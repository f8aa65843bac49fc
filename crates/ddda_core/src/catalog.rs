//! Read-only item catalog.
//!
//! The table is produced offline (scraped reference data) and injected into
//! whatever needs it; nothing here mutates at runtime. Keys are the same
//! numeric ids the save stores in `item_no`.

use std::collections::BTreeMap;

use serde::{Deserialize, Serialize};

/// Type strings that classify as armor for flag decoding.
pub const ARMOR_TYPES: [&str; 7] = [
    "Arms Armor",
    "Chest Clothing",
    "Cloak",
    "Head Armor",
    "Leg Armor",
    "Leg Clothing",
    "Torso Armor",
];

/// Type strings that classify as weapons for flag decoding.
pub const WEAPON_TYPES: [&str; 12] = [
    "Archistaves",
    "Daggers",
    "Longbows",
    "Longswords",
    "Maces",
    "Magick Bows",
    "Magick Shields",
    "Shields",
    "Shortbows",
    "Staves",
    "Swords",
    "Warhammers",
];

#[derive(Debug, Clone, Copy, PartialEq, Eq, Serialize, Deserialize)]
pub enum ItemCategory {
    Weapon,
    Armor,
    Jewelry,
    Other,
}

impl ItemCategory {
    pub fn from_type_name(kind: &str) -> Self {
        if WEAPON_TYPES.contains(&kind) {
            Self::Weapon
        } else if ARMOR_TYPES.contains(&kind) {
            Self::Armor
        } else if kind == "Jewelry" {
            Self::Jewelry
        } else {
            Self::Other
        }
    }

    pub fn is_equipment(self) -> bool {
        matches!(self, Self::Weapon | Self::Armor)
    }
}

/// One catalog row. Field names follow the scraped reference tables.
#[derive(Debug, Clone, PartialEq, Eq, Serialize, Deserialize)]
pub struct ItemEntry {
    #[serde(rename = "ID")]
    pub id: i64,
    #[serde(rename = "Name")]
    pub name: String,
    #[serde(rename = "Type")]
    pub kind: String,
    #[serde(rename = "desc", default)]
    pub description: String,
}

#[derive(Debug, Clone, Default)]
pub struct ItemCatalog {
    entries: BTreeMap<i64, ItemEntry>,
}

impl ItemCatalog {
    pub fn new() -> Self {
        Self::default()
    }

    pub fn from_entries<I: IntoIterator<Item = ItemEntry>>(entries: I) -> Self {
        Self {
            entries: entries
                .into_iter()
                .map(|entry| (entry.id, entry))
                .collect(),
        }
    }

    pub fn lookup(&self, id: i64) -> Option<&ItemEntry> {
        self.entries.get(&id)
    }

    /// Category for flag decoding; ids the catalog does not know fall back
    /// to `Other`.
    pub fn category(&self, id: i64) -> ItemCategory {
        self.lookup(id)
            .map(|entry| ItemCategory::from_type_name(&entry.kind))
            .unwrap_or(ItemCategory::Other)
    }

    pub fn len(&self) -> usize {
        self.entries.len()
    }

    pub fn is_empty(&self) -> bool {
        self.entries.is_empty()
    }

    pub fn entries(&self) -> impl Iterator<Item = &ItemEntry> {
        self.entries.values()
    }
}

════

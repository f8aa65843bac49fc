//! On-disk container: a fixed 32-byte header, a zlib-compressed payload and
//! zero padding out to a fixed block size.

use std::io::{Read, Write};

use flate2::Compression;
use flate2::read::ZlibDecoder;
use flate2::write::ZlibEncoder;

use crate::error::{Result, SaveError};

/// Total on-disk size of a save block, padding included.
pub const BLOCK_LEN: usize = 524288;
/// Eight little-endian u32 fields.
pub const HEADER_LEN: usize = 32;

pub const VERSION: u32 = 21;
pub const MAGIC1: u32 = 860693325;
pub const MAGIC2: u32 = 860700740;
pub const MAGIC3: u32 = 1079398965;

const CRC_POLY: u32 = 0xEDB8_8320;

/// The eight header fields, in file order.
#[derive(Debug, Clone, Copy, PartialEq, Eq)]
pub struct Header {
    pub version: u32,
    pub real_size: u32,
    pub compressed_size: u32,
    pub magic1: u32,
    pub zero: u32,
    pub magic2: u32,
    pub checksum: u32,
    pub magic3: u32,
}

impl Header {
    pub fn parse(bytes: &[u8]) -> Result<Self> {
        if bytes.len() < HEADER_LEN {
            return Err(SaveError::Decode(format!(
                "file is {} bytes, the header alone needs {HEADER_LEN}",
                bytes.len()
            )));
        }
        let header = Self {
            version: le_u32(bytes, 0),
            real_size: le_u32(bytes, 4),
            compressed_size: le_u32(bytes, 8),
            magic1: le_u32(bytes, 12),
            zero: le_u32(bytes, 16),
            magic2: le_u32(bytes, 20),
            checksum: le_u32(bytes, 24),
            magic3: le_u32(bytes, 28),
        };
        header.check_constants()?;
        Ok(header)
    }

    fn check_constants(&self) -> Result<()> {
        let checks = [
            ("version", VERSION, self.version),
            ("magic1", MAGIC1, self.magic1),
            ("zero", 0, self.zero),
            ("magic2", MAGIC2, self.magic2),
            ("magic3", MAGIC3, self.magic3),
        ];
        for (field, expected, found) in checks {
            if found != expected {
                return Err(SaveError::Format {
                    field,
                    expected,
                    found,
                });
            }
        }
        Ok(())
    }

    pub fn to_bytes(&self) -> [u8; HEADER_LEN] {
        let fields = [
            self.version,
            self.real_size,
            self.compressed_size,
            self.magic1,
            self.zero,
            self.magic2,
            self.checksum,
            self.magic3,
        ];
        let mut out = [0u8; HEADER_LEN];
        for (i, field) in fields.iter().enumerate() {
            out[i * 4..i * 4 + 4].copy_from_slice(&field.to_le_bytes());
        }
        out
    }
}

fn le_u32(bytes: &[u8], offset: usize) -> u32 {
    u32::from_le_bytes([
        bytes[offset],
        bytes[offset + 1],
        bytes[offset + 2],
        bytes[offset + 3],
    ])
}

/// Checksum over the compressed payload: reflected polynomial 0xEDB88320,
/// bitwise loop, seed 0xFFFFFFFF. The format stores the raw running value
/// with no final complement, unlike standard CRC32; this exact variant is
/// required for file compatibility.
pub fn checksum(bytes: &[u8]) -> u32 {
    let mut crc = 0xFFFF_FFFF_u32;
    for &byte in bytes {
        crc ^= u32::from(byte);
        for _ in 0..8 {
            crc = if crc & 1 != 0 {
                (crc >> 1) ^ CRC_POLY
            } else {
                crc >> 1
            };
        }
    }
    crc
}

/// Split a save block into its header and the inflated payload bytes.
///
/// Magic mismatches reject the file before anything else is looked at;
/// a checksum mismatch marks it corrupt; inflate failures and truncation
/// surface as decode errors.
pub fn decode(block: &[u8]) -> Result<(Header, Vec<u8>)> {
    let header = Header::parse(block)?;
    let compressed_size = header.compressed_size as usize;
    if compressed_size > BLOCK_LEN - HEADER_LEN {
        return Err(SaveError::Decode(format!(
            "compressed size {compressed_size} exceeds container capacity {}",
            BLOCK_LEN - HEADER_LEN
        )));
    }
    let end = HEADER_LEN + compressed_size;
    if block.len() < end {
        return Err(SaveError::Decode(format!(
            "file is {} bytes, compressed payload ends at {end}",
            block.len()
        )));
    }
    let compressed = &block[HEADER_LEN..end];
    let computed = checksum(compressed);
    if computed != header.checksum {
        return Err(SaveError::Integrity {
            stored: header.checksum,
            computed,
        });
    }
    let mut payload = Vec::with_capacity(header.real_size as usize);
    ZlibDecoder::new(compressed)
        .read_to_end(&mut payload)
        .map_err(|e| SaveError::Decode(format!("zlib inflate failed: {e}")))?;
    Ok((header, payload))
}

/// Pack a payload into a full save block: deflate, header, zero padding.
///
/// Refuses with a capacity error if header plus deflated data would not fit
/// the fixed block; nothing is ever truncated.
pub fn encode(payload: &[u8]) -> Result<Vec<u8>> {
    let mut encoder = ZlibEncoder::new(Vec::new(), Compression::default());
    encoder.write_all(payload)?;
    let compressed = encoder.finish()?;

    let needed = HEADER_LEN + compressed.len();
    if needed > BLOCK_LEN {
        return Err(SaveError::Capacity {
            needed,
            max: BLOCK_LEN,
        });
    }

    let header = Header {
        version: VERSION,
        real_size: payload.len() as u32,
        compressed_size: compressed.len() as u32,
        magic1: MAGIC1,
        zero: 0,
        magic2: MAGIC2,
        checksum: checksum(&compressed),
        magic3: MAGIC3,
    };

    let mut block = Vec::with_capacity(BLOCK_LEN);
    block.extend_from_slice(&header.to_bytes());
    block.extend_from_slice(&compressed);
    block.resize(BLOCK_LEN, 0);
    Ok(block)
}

════

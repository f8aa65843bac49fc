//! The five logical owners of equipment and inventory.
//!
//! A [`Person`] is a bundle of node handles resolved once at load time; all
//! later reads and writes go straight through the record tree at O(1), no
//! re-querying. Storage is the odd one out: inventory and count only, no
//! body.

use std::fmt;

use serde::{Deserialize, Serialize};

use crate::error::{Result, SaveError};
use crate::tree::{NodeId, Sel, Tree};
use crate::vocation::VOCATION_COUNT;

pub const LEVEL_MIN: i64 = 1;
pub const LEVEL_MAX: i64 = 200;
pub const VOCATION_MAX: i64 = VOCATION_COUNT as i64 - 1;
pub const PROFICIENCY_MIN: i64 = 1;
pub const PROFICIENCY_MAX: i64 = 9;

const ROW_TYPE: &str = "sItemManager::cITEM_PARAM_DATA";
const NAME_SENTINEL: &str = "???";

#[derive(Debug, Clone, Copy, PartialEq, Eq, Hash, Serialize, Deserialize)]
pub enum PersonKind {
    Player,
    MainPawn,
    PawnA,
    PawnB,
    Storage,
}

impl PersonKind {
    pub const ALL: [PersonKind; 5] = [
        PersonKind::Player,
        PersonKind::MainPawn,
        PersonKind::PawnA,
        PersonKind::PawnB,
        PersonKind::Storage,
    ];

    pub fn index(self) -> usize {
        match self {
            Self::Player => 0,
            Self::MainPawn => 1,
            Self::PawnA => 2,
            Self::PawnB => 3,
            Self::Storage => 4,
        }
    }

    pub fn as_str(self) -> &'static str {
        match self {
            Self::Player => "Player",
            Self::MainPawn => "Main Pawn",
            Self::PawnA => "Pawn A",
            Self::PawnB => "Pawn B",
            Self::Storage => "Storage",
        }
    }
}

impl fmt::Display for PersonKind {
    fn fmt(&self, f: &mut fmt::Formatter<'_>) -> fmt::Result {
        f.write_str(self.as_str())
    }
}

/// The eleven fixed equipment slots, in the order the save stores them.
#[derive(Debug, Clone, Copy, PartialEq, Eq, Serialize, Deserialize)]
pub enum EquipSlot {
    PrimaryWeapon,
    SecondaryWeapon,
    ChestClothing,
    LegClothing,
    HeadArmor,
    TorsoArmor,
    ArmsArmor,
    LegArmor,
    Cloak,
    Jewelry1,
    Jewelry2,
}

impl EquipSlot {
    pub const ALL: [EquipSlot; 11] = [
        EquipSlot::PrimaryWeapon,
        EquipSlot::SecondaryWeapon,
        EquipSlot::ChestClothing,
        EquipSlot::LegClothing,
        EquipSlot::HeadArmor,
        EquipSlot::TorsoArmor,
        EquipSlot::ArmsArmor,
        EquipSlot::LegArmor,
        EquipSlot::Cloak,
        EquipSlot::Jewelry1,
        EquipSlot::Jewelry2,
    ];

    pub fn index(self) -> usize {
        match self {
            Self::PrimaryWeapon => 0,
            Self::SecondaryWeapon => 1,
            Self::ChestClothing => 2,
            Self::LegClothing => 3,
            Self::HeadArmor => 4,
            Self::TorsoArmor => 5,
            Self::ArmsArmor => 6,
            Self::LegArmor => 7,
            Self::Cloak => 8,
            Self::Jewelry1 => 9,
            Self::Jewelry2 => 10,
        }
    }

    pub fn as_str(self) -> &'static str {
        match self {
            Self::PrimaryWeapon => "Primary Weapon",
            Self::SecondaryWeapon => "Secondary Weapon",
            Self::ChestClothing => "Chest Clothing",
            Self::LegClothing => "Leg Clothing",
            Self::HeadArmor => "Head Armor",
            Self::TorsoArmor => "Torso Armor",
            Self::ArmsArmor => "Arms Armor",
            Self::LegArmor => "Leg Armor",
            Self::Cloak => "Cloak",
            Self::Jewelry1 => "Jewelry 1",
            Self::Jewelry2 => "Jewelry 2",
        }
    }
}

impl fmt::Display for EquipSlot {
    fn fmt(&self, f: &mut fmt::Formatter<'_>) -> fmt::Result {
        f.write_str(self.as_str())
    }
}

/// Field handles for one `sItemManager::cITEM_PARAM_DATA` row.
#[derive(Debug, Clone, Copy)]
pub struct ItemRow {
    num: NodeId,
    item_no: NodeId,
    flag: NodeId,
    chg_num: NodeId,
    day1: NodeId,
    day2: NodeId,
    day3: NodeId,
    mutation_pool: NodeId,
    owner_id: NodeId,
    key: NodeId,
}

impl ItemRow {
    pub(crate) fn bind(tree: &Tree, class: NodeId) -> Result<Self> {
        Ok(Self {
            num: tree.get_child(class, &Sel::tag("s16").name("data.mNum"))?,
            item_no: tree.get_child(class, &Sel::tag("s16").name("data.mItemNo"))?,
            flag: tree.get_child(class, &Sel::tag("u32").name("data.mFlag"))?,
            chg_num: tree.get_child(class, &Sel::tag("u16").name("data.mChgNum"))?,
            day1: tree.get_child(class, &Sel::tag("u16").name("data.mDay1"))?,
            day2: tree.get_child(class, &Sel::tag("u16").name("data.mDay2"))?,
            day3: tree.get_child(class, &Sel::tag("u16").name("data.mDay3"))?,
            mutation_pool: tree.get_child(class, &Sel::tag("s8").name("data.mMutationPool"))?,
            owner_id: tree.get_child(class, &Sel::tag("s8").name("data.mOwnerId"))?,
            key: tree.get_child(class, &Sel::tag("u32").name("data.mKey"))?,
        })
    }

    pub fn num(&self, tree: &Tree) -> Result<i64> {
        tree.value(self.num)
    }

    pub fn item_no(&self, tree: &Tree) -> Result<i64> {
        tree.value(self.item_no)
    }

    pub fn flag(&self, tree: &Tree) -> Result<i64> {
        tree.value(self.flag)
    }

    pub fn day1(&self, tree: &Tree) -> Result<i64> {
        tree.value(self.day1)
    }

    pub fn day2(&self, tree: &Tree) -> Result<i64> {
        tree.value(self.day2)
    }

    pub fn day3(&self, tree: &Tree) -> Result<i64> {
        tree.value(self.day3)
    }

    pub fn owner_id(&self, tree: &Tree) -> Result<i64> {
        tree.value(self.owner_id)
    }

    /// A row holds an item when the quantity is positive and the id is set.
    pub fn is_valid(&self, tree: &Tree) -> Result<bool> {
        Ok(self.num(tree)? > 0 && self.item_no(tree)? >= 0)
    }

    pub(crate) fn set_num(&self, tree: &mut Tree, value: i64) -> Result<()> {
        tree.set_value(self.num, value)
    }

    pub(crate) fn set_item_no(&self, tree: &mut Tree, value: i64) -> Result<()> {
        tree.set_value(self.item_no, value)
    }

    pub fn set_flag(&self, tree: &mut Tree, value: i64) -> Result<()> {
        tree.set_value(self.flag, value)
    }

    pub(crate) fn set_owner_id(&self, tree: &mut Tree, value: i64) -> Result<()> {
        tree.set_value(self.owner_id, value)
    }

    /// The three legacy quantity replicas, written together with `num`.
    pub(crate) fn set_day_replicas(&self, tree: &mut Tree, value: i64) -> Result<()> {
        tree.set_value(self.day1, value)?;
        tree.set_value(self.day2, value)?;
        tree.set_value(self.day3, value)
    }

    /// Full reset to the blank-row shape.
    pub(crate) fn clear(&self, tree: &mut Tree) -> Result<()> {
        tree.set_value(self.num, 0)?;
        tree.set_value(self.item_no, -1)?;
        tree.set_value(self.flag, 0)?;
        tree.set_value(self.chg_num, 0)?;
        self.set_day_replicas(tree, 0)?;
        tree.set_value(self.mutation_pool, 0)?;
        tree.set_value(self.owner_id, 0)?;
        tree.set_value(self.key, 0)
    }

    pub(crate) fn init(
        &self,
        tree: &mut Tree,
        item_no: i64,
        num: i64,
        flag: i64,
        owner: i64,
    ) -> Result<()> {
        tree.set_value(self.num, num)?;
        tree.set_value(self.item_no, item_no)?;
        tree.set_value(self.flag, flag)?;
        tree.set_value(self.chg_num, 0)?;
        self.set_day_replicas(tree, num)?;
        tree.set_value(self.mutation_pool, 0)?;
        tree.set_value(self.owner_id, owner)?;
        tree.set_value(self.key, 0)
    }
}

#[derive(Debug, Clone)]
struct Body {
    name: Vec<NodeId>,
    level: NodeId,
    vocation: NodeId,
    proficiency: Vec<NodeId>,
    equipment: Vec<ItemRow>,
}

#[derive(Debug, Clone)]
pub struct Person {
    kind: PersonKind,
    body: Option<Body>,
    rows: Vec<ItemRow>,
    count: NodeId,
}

════

--- Required work ---
Please filter the data down to the lines containing the word "only".

--- Reply to the exercise ---
//! Read-only item catalog.
//! re-querying. Storage is the odd one out: inventory and count only, no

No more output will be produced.